*TASK DIRECTIONS:* How many lines in the records below hold the string "sustainable"? Please answer with the number and nothing more.

*AVAILABLE RECORDS:*
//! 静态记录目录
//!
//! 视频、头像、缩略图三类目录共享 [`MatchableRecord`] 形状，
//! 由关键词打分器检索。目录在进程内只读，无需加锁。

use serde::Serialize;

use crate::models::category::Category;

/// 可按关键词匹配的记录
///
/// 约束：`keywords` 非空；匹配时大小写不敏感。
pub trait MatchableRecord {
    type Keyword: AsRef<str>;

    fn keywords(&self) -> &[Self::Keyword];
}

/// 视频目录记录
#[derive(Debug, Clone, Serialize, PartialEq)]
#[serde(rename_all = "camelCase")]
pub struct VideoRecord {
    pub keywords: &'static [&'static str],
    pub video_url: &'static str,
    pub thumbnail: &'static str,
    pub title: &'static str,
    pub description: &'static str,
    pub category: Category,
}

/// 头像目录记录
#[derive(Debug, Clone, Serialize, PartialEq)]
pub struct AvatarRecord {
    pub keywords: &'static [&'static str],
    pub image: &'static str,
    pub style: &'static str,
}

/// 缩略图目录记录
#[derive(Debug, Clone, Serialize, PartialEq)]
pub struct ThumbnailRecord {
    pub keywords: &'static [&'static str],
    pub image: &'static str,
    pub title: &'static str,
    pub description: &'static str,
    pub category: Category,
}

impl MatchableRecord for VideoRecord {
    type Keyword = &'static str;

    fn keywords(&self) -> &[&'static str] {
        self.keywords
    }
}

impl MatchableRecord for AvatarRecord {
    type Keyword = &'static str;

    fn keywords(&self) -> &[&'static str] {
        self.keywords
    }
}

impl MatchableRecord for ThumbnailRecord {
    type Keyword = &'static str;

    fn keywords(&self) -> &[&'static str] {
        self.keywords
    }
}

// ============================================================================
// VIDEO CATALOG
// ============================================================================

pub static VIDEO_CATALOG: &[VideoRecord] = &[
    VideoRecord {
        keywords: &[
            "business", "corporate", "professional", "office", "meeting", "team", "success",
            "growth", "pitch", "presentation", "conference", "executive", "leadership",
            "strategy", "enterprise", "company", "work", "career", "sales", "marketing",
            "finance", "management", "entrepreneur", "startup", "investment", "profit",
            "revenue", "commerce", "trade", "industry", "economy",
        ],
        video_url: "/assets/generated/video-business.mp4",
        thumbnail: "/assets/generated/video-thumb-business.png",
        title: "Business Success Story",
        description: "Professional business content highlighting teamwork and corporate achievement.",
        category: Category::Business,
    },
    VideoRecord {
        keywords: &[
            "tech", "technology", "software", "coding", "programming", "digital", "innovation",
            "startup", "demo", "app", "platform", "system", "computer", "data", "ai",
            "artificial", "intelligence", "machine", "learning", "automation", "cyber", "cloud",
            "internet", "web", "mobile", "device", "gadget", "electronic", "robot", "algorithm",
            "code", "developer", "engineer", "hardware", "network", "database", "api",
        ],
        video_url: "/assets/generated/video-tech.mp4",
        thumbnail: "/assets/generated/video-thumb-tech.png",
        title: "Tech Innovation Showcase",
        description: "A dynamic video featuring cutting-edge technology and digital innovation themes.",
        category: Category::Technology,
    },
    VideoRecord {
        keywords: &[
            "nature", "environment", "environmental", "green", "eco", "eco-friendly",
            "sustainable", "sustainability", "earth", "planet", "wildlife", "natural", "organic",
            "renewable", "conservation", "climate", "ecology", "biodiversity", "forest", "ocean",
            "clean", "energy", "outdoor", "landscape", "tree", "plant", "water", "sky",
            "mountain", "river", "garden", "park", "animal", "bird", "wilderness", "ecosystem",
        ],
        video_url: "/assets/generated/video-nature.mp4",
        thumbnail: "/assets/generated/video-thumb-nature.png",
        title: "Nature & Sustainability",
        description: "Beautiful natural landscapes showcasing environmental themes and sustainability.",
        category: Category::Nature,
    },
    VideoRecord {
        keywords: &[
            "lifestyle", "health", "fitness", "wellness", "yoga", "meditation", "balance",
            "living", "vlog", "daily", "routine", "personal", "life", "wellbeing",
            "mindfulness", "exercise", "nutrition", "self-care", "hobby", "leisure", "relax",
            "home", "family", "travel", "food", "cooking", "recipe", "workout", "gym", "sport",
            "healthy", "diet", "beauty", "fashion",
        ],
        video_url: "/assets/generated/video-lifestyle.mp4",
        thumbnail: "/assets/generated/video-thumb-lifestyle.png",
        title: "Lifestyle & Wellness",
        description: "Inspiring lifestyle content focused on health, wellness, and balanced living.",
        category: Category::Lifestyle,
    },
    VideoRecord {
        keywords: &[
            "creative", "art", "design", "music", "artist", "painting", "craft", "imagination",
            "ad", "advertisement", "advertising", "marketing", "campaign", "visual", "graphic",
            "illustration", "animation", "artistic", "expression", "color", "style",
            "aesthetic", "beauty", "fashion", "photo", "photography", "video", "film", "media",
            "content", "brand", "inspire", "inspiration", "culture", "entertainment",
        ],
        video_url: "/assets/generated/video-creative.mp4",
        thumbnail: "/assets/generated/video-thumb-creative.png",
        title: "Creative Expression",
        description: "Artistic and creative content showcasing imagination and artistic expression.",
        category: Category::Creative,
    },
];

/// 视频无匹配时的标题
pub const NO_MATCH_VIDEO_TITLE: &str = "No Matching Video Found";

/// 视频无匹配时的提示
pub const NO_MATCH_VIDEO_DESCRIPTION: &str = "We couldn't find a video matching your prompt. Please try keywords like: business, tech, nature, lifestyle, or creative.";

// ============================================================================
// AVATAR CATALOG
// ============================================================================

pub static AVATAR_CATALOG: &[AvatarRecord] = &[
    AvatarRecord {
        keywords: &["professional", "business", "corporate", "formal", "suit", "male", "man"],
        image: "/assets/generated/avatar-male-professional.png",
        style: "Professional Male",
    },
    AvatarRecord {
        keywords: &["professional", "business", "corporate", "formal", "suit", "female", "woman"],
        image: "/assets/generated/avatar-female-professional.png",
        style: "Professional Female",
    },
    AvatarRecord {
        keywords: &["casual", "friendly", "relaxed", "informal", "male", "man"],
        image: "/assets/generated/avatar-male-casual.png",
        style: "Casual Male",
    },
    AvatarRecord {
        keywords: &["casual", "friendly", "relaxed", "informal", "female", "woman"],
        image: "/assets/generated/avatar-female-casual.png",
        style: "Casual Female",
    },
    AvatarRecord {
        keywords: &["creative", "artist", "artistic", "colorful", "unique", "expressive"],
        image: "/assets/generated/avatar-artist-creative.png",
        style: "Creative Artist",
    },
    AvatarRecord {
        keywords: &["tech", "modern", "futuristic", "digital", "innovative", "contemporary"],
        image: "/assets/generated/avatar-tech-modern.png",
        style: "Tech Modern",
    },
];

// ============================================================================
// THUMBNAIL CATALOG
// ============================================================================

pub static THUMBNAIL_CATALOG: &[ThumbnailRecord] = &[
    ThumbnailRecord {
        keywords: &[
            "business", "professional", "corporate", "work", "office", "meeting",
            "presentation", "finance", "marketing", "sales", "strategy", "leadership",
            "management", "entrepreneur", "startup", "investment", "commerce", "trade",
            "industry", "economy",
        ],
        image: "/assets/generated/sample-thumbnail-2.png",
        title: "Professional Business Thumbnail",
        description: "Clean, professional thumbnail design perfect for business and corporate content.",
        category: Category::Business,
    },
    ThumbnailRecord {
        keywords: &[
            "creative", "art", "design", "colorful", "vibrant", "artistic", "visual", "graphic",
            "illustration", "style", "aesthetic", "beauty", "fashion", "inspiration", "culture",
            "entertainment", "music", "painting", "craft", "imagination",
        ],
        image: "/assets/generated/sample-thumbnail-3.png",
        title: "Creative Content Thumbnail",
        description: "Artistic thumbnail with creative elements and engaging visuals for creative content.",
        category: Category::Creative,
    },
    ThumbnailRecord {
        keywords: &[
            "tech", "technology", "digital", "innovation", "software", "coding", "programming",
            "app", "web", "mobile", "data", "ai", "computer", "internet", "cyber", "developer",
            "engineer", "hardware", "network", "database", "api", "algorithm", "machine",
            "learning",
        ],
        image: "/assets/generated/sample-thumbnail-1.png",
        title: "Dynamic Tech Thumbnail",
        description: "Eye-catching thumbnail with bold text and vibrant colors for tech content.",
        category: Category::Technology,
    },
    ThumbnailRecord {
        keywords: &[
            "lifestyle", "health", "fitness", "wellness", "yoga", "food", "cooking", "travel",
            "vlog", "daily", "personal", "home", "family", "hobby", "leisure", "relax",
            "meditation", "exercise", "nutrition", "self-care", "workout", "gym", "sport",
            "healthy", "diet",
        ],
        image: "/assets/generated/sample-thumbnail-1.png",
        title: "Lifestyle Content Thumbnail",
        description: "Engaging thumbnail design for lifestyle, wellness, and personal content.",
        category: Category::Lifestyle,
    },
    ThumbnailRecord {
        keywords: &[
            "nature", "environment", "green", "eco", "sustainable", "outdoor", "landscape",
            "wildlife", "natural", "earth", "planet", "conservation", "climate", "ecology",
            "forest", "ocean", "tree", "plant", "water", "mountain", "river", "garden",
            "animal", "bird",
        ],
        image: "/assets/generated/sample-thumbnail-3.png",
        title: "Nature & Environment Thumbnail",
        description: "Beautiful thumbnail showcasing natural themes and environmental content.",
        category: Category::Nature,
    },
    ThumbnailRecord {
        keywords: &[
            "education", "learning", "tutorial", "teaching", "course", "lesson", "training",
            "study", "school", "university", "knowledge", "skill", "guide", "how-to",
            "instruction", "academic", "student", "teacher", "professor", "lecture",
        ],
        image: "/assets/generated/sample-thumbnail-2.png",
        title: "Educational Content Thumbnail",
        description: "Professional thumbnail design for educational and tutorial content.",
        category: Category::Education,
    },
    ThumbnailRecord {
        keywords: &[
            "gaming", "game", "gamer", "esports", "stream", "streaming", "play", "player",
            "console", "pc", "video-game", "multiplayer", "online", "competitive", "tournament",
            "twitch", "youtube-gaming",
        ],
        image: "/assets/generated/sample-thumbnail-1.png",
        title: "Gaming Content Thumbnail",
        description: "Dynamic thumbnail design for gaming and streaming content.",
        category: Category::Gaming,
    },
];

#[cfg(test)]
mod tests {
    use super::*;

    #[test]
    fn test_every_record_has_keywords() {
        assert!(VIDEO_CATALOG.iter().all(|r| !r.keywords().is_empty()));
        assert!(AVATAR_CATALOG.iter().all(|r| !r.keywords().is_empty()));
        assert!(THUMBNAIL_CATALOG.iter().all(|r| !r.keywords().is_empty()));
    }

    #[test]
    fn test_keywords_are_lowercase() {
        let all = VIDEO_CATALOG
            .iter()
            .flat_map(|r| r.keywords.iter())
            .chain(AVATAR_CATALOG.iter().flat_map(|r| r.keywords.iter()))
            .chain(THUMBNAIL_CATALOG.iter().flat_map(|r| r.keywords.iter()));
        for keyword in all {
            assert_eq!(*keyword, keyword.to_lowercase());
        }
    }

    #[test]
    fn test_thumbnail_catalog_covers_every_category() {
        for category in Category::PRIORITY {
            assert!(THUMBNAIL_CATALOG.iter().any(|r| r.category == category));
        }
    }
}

*THE COMPLETED TASK:* 2